### DATA FOR ANALYSIS
──────────────────────────────
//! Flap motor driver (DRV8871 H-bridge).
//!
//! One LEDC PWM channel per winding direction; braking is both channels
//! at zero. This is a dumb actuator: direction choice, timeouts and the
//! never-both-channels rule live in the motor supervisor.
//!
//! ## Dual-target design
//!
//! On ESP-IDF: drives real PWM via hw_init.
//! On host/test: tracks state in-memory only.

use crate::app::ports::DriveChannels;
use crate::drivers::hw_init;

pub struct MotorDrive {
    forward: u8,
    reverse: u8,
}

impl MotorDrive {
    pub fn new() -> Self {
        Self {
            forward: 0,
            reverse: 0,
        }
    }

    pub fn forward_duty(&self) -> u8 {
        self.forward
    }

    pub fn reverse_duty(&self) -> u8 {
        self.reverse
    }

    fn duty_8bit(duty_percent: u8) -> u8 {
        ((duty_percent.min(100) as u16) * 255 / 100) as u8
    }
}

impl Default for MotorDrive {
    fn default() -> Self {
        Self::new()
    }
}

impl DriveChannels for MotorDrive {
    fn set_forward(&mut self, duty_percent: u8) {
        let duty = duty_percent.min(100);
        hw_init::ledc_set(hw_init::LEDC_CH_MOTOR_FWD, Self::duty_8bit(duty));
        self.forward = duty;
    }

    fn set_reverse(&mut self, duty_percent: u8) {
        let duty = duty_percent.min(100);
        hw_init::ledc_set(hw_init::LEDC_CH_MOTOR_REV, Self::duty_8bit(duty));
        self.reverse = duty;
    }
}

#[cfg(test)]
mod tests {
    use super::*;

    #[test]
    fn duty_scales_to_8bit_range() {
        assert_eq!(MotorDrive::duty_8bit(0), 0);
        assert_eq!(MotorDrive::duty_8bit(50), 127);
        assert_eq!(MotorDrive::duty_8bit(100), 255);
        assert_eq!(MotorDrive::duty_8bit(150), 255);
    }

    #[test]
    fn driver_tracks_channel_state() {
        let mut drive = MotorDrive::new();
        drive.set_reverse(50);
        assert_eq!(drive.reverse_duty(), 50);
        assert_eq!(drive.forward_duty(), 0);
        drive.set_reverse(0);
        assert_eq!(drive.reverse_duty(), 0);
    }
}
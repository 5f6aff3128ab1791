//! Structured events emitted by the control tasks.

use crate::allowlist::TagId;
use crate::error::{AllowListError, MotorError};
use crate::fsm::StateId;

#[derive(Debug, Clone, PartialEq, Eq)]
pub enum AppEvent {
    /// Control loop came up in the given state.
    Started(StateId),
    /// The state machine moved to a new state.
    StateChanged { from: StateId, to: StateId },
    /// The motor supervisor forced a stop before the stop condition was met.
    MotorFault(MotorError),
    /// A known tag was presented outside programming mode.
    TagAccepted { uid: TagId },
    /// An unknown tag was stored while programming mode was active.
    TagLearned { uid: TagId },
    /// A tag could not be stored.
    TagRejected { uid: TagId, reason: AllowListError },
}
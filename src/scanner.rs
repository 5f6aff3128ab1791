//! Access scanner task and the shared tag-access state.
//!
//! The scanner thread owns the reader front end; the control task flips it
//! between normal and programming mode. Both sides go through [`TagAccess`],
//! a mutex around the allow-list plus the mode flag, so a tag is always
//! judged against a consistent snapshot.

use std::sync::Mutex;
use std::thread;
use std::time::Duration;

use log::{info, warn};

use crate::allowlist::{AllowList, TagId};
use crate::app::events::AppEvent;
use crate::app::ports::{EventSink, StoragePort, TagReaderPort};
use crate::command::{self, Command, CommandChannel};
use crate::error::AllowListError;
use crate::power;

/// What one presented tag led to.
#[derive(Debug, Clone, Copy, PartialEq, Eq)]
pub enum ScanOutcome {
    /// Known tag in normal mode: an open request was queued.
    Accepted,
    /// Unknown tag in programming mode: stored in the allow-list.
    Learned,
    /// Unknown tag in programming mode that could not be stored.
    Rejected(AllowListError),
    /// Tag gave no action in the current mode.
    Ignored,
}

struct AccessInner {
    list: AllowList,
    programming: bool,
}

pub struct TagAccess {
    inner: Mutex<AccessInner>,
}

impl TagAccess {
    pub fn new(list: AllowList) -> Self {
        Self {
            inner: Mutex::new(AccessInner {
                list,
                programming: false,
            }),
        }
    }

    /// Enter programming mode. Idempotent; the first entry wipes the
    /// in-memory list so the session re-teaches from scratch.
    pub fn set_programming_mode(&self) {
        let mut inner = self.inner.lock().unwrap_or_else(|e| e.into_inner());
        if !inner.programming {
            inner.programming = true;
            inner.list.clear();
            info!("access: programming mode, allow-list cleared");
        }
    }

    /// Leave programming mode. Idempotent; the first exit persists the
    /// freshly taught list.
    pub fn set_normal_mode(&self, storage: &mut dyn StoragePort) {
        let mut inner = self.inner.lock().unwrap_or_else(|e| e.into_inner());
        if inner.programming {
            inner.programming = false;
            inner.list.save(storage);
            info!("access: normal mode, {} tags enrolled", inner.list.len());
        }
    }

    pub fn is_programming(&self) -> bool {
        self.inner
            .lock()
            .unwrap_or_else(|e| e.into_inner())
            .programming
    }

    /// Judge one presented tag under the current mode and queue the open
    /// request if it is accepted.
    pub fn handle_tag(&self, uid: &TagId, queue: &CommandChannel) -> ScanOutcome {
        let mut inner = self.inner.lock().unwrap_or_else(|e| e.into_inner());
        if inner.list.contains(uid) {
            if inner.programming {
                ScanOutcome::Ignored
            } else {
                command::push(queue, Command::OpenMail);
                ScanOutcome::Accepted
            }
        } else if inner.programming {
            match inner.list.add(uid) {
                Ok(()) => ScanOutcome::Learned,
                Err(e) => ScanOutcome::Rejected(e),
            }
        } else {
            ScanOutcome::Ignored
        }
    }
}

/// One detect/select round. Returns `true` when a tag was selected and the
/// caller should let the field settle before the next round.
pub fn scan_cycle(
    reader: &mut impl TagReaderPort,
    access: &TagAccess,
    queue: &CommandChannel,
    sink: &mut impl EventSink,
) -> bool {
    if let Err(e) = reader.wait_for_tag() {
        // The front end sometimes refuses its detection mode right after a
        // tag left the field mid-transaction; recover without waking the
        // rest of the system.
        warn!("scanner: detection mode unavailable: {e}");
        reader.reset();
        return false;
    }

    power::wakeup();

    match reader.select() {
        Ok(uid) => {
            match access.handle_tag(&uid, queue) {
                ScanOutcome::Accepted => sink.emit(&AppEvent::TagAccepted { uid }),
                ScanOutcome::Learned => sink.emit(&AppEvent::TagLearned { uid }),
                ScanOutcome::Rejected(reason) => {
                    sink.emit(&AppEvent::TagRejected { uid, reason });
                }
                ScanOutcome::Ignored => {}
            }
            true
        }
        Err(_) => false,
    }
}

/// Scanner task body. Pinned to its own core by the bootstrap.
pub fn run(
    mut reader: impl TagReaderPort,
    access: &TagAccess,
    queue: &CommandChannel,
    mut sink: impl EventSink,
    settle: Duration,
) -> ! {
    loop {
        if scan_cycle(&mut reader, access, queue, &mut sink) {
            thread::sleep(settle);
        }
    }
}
──────────────────────────────
### WHAT TO WORK ON
Find the lines in the data that include "before", then copy each of them.

### TASK SOLUTION
    /// The motor supervisor forced a stop before the stop condition was met.
/// caller should let the field settle before the next round.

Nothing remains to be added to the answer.